**What is needed**:
Return every line below in which "Traverse" appears.

Dataset entries

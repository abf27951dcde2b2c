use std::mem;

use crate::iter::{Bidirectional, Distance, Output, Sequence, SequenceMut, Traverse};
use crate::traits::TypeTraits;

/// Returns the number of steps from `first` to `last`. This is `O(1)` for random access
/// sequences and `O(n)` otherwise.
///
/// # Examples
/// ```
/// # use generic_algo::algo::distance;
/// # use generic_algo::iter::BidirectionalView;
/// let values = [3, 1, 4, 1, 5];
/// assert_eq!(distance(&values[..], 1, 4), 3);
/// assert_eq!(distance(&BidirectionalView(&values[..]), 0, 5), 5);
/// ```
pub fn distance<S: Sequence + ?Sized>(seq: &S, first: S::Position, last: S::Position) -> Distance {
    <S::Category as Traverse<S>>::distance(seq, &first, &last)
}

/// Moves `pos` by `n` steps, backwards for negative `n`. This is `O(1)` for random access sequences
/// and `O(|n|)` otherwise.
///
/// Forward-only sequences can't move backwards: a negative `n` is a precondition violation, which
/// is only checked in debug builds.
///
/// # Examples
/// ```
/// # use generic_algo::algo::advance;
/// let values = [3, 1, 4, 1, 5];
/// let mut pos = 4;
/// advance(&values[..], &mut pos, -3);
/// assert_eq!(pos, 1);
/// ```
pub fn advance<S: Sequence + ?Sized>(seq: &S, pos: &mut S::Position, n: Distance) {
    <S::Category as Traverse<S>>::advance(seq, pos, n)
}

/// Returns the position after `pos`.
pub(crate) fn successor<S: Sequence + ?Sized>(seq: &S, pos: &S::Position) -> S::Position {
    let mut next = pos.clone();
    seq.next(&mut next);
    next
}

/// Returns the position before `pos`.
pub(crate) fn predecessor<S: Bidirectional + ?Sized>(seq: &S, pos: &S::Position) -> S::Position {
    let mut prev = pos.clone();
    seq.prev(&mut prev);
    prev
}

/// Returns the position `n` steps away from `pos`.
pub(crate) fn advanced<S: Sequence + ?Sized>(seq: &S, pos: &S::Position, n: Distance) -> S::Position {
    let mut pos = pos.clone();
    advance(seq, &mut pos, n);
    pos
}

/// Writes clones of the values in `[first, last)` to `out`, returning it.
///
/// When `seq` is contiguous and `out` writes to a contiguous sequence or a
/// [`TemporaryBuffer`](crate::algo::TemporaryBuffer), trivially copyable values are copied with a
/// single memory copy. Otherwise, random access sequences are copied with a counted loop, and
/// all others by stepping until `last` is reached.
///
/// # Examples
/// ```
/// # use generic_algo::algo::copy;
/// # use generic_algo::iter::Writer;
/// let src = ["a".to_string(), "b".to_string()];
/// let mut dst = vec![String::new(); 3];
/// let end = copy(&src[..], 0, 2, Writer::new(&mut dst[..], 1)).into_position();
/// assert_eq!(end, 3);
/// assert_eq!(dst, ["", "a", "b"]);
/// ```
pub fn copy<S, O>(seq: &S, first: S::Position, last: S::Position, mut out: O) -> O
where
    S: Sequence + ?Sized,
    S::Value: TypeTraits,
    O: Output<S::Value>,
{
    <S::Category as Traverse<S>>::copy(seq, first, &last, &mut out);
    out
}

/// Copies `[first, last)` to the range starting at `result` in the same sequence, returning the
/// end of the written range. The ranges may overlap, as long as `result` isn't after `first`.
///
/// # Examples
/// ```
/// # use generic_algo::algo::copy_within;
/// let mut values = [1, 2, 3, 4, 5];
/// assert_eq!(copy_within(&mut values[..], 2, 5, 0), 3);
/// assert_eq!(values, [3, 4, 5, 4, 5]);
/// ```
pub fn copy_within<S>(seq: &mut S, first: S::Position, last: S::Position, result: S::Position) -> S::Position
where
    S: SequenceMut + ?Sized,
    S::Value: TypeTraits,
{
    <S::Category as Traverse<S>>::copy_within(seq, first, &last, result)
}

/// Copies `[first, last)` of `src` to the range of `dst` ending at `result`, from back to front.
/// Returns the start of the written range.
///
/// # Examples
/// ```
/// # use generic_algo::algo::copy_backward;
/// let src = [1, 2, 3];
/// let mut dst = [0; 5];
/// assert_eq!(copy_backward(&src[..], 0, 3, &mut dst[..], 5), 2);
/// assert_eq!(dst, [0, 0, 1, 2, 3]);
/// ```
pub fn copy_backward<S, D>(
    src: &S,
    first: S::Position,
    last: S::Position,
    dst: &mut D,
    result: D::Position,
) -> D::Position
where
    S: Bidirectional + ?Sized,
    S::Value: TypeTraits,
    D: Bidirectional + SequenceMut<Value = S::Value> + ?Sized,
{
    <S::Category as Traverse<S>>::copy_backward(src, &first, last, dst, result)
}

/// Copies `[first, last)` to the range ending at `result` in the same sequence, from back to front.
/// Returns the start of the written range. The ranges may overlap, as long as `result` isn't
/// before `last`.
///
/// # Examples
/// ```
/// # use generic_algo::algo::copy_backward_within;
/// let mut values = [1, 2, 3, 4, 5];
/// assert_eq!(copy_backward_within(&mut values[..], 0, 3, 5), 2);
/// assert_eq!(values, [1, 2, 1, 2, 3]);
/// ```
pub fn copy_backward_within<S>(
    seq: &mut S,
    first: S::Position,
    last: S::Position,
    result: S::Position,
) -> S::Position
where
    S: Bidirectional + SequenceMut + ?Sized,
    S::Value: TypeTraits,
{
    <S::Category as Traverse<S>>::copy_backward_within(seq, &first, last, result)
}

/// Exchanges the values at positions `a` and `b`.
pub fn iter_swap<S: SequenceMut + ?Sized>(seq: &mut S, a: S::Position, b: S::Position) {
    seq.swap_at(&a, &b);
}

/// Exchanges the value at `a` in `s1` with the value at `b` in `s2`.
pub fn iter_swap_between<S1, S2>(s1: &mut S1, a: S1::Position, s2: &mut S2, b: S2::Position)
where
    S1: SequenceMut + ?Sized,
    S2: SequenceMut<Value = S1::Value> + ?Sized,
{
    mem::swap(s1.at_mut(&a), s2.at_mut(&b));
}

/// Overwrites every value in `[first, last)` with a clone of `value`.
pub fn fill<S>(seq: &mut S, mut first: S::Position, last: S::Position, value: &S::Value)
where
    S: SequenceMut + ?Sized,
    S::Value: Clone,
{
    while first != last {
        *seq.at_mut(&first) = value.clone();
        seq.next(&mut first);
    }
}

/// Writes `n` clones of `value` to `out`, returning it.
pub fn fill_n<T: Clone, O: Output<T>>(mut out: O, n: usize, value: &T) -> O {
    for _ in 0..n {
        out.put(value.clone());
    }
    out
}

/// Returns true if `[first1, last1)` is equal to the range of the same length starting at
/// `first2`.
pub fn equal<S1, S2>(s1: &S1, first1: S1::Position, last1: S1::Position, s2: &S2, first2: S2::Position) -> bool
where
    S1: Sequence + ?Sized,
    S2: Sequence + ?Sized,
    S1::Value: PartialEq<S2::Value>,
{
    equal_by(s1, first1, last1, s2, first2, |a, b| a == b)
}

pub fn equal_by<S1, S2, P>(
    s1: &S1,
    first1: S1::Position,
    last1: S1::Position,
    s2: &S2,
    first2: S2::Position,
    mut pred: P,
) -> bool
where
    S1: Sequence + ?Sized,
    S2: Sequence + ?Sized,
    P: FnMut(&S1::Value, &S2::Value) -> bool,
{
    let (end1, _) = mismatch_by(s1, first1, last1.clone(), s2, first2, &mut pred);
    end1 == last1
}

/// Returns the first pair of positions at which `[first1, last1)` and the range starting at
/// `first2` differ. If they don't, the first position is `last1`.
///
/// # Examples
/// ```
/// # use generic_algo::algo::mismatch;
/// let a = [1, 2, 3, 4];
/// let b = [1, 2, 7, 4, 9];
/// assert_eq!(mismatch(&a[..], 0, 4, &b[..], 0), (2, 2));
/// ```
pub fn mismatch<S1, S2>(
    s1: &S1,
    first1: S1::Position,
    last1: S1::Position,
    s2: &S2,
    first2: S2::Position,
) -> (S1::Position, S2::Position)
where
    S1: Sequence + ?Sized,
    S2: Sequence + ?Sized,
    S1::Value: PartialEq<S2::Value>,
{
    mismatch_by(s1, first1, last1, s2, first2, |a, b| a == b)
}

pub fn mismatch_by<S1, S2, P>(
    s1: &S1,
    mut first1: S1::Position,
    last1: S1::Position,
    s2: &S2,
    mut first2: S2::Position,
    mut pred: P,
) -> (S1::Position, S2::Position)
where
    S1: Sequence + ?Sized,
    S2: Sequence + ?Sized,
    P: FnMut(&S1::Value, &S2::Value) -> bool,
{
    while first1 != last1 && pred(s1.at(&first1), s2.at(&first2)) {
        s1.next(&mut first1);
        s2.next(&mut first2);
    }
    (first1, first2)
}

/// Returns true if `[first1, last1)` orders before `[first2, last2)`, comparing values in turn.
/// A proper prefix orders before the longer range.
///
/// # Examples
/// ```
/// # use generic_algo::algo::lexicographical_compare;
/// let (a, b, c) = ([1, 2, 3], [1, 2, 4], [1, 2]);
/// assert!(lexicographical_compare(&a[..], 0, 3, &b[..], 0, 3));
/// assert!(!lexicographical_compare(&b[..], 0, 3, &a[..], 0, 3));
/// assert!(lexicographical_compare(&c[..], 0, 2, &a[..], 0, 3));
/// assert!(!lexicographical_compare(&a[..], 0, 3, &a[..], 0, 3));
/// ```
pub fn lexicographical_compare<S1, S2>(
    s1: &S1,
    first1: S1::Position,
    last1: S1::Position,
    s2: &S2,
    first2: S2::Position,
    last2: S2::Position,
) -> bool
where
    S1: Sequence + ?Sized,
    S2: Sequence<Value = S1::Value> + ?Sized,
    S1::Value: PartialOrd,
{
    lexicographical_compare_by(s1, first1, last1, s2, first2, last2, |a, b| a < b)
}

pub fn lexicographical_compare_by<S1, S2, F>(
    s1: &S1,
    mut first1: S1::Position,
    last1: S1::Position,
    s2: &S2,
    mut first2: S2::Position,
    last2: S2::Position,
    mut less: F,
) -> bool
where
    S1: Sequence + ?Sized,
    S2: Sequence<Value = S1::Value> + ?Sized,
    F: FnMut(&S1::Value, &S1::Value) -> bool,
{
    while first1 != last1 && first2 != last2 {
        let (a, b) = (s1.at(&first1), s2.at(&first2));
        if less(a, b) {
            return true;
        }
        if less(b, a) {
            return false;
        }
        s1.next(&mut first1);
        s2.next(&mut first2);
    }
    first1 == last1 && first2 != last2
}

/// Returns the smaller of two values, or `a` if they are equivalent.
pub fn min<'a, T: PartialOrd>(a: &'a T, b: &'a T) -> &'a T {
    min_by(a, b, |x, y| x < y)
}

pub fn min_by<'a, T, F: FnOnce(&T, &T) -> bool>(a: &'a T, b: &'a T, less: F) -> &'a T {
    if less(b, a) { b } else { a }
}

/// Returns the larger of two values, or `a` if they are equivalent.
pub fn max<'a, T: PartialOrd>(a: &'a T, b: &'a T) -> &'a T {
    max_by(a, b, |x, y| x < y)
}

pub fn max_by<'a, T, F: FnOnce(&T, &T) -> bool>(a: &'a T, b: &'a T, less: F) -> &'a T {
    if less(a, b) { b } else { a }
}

**Task result**:
use crate::iter::{Bidirectional, Distance, Output, Sequence, SequenceMut, Traverse};
    <S::Category as Traverse<S>>::distance(seq, &first, &last)
    <S::Category as Traverse<S>>::advance(seq, pos, n)
    <S::Category as Traverse<S>>::copy(seq, first, &last, &mut out);
    <S::Category as Traverse<S>>::copy_within(seq, first, &last, result)
    <S::Category as Traverse<S>>::copy_backward(src, &first, last, dst, result)
    <S::Category as Traverse<S>>::copy_backward_within(seq, &first, last, result)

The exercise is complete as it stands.